The State Department said the sales are in line with the long-standing US policy of providing defensive weapons to the island and called the “expeditious delivery” of such weapons “essential to Taiwan’s security”.
China, however, has accused the US of interfering in its internal affairs.
China’s Communist Party claims Taiwan, a self-governing republic, as part of its territory – although it has never ruled it – and has long vowed to “reunify” the island with the Chinese mainland, by force if necessary.
“The US is interfering in China’s internal affairs and undermining China’s sovereignty and security interests by selling arms to Taiwan,” Liu wrote on Twitter.
“It sends wrong messages to the separatist forces of ‘Taiwan independence’ and seriously endangers China-US relations and peace and stability in the Taiwan Strait,” Liu said.

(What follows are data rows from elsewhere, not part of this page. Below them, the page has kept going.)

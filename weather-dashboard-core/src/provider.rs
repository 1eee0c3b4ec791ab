use async_trait::async_trait;
use std::fmt::Debug;

use crate::{error::FetchError, model::WeatherObservation};

pub mod openweather;

pub use openweather::OpenWeatherProvider;

/// Source of current conditions for a single city.
#[async_trait]
pub trait WeatherProvider: Send + Sync + Debug {
    async fn current(&self, city: &str) -> Result<WeatherObservation, FetchError>;
}

//! The three pipeline stages, in the order they run.

pub mod fetch;
pub mod initialize;
pub mod persist;

pub use fetch::WeatherFetcher;
pub use initialize::{BucketStatus, StorageInitializer};
pub use persist::WeatherPersister;
use std::sync::Arc;

use tracing::{info, warn};

use crate::{
    error::{FetchError, PipelineError},
    model::{CityName, WeatherBatch},
    provider::WeatherProvider,
};

/// Pulls current conditions for every configured city, one request at a time.
#[derive(Debug, Clone)]
pub struct WeatherFetcher {
    provider: Arc<dyn WeatherProvider>,
    cities: Vec<CityName>,
}

impl WeatherFetcher {
    pub fn new(provider: Arc<dyn WeatherProvider>, cities: Vec<CityName>) -> Self {
        Self { provider, cities }
    }

    /// Network errors, non-success statuses and undecodable bodies are logged and
    /// the city is left out, so every city failing yields an empty batch.
    /// A success response without the expected fields fails the whole fetch.
    pub async fn fetch(&self) -> Result<WeatherBatch, PipelineError> {
        let mut batch = WeatherBatch::new();

        for city in &self.cities {
            let observation = match self.provider.current(city).await {
                Ok(obs) => obs,
                Err(FetchError::Malformed(source)) => {
                    return Err(PipelineError::MalformedResponse {
                        city: city.clone(),
                        source,
                    });
                }
                Err(e) => {
                    warn!(%city, error = %e, "Error fetching weather data");
                    continue;
                }
            };

            let summary = observation
                .summary()
                .map_err(|source| PipelineError::MalformedResponse {
                    city: city.clone(),
                    source,
                })?;

            info!(
                %city,
                temperature_f = summary.temperature_f,
                feels_like_f = summary.feels_like_f,
                humidity_pct = summary.humidity_pct,
                conditions = %summary.condition,
                "Weather for {city}"
            );

            batch.insert(city.clone(), observation);
        }

        info!(
            fetched = batch.len(),
            requested = self.cities.len(),
            "Weather fetch finished"
        );
        Ok(batch)
    }
}
use std::{path::PathBuf, sync::Arc};

use anyhow::Context;
use clap::{Parser, Subcommand};
use inquire::{Password, PasswordDisplayMode, Text};
use weather_dashboard_core::{
    Config, OpenWeatherProvider, Pipeline, S3ObjectStore, Scheduler, WeatherProvider,
};

/// Top-level CLI struct.
#[derive(Debug, Parser)]
#[command(name = "weather-dashboard", version, about = "Hourly city weather snapshots to S3")]
pub struct Cli {
    /// Path to the config file; defaults to the platform config directory.
    #[arg(long, global = true)]
    pub config: Option<PathBuf>,

    #[command(subcommand)]
    pub command: Command,
}

#[derive(Debug, Subcommand)]
pub enum Command {
    /// Run the pipeline once: ensure bucket, fetch, persist.
    Run,

    /// Run the pipeline on its schedule until Ctrl-C.
    Schedule,

    /// Fetch and print current weather for one city without storing it.
    Show {
        /// City name as understood by OpenWeather.
        city: String,
    },

    /// Interactively store the API key and bucket name in the config file.
    Configure,
}

impl Cli {
    pub async fn run(self) -> anyhow::Result<()> {
        let config_path = self.config.as_deref();

        match self.command {
            Command::Run => {
                let pipeline = build_pipeline(&Config::load(config_path)?).await?;
                let report = pipeline.run_once().await?;

                for key in &report.written {
                    println!("{key}");
                }
            }
            Command::Schedule => {
                let cfg = Config::load(config_path)?;
                let interval = cfg.schedule.interval();
                let scheduler = Scheduler::new(build_pipeline(&cfg).await?, interval);

                tracing::info!(?interval, "Scheduler started");
                scheduler
                    .run_until(async {
                        if let Err(e) = tokio::signal::ctrl_c().await {
                            tracing::error!(error = %e, "Failed to listen for Ctrl-C");
                        }
                    })
                    .await;
            }
            Command::Show { city } => {
                let cfg = Config::load(config_path)?;
                let provider = OpenWeatherProvider::new(
                    cfg.api_key()?.to_string(),
                    cfg.base_url.clone(),
                    std::time::Duration::from_secs(cfg.http_timeout_secs),
                )?;

                let observation = provider
                    .current(&city)
                    .await
                    .with_context(|| format!("Error fetching weather data for {city}"))?;
                let summary = observation.summary()?;

                println!("Weather for {city}:");
                println!("{summary}");
            }
            Command::Configure => configure(config_path)?,
        }

        Ok(())
    }
}

async fn build_pipeline(cfg: &Config) -> anyhow::Result<Pipeline> {
    let settings = cfg.validate()?;
    let store = S3ObjectStore::from_env().await;
    let pipeline = Pipeline::with_store(&settings, Arc::new(store))?;
    Ok(pipeline)
}

fn configure(path: Option<&std::path::Path>) -> anyhow::Result<()> {
    let mut cfg = match path {
        Some(p) => Config::load_file(p)?,
        None => Config::load_file(&Config::config_file_path()?)?,
    };

    // blank answers keep whatever the file already had
    let api_key = Password::new("OpenWeather API key:")
        .with_display_mode(PasswordDisplayMode::Masked)
        .without_confirmation()
        .prompt()?;

    let mut bucket = Text::new("S3 bucket name:");
    if let Some(current) = cfg.bucket_name.as_deref() {
        bucket = bucket.with_default(current);
    }
    let bucket = bucket.prompt()?;

    if let Some(key) = non_blank(&api_key) {
        cfg.api_key = Some(key);
    }
    if let Some(bucket) = non_blank(&bucket) {
        cfg.bucket_name = Some(bucket);
    }

    let written = cfg.save(path)?;
    println!("Configuration saved to {}", written.display());

    Ok(())
}

fn non_blank(input: &str) -> Option<String> {
    let trimmed = input.trim();
    (!trimmed.is_empty()).then(|| trimmed.to_string())
}
use async_trait::async_trait;
use aws_sdk_s3::error::DisplayErrorContext;
use aws_sdk_s3::primitives::ByteStream;
use aws_sdk_s3::types::{BucketLocationConstraint, CreateBucketConfiguration};

use super::{ObjectStore, StorageError};

/// Region that rejects an explicit location constraint on bucket creation.
const DEFAULT_REGION: &str = "us-east-1";

#[derive(Debug, Clone)]
pub struct S3ObjectStore {
    client: aws_sdk_s3::Client,
    region: Option<String>,
}

impl S3ObjectStore {
    /// Build a client from the standard AWS environment (profile, env vars, IMDS).
    pub async fn from_env() -> Self {
        let config = aws_config::load_defaults(aws_config::BehaviorVersion::latest()).await;
        Self::new(&config)
    }

    pub fn new(config: &aws_config::SdkConfig) -> Self {
        Self {
            client: aws_sdk_s3::Client::new(config),
            region: config.region().map(|r| r.as_ref().to_owned()),
        }
    }

    fn bucket_configuration(&self) -> Option<CreateBucketConfiguration> {
        match self.region.as_deref() {
            None | Some(DEFAULT_REGION) => None,
            Some(region) => Some(
                CreateBucketConfiguration::builder()
                    .location_constraint(BucketLocationConstraint::from(region))
                    .build(),
            ),
        }
    }
}

#[async_trait]
impl ObjectStore for S3ObjectStore {
    async fn bucket_exists(&self, bucket: &str) -> Result<(), StorageError> {
        self.client
            .head_bucket()
            .bucket(bucket)
            .send()
            .await
            .map(|_| ())
            .map_err(|error| {
                StorageError::new("head_bucket", DisplayErrorContext(&error).to_string())
            })
    }

    async fn create_bucket(&self, bucket: &str) -> Result<(), StorageError> {
        self.client
            .create_bucket()
            .bucket(bucket)
            .set_create_bucket_configuration(self.bucket_configuration())
            .send()
            .await
            .map(|_| ())
            .map_err(|error| {
                StorageError::new("create_bucket", DisplayErrorContext(&error).to_string())
            })
    }

    async fn put_object(
        &self,
        bucket: &str,
        key: &str,
        body: Vec<u8>,
        content_type: &str,
    ) -> Result<(), StorageError> {
        self.client
            .put_object()
            .bucket(bucket)
            .key(key)
            .body(ByteStream::from(body))
            .content_type(content_type)
            .send()
            .await
            .map(|_| ())
            .map_err(|error| {
                StorageError::new("put_object", DisplayErrorContext(&error).to_string())
            })
    }
}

He called on the US to “honor its commitments to the one-China principle” and ended his series of tweets by saying that Taiwan is an “inalienable part of Chinese territory” and warned that China “will resolutely take legal and necessary countermeasures. ”
US-China tensions have soared since House Speaker Nancy Pelosi visited Taiwan last month.
China had warned Pelosi against making the trip and responded by ordering days of military exercises around the island after she left.
Taiwan said on Saturday it “warmly welcomes” the latest arms sales and thanked the US government for “continuing to implement its security commitments to Taiwan”.
“In response to China’s recent continuous military provocations and unilateral changes to the status quo and the creation of crises, Taiwan’s determination to defend itself is extremely firm,” Taiwan’s foreign ministry said in a statement on Saturday.
“This batch of arms sales includes a large number of various types of missiles needed to strengthen Taiwan’s self-defense, which fully demonstrates the great importance the US government attaches to Taiwan’s defense needs by helping our country acquire the necessary equipment for timely defense and to strengthen our national defense capabilities.”
In an incident that underscored heightened tensions, Taiwan’s military shot down a drone hovering over one of its island outposts just off the Chinese coast on Thursday.
A day earlier, Taiwan said it had warned of drones hovering over three of the islands it claims off the coast of the Chinese port city of Xiamen.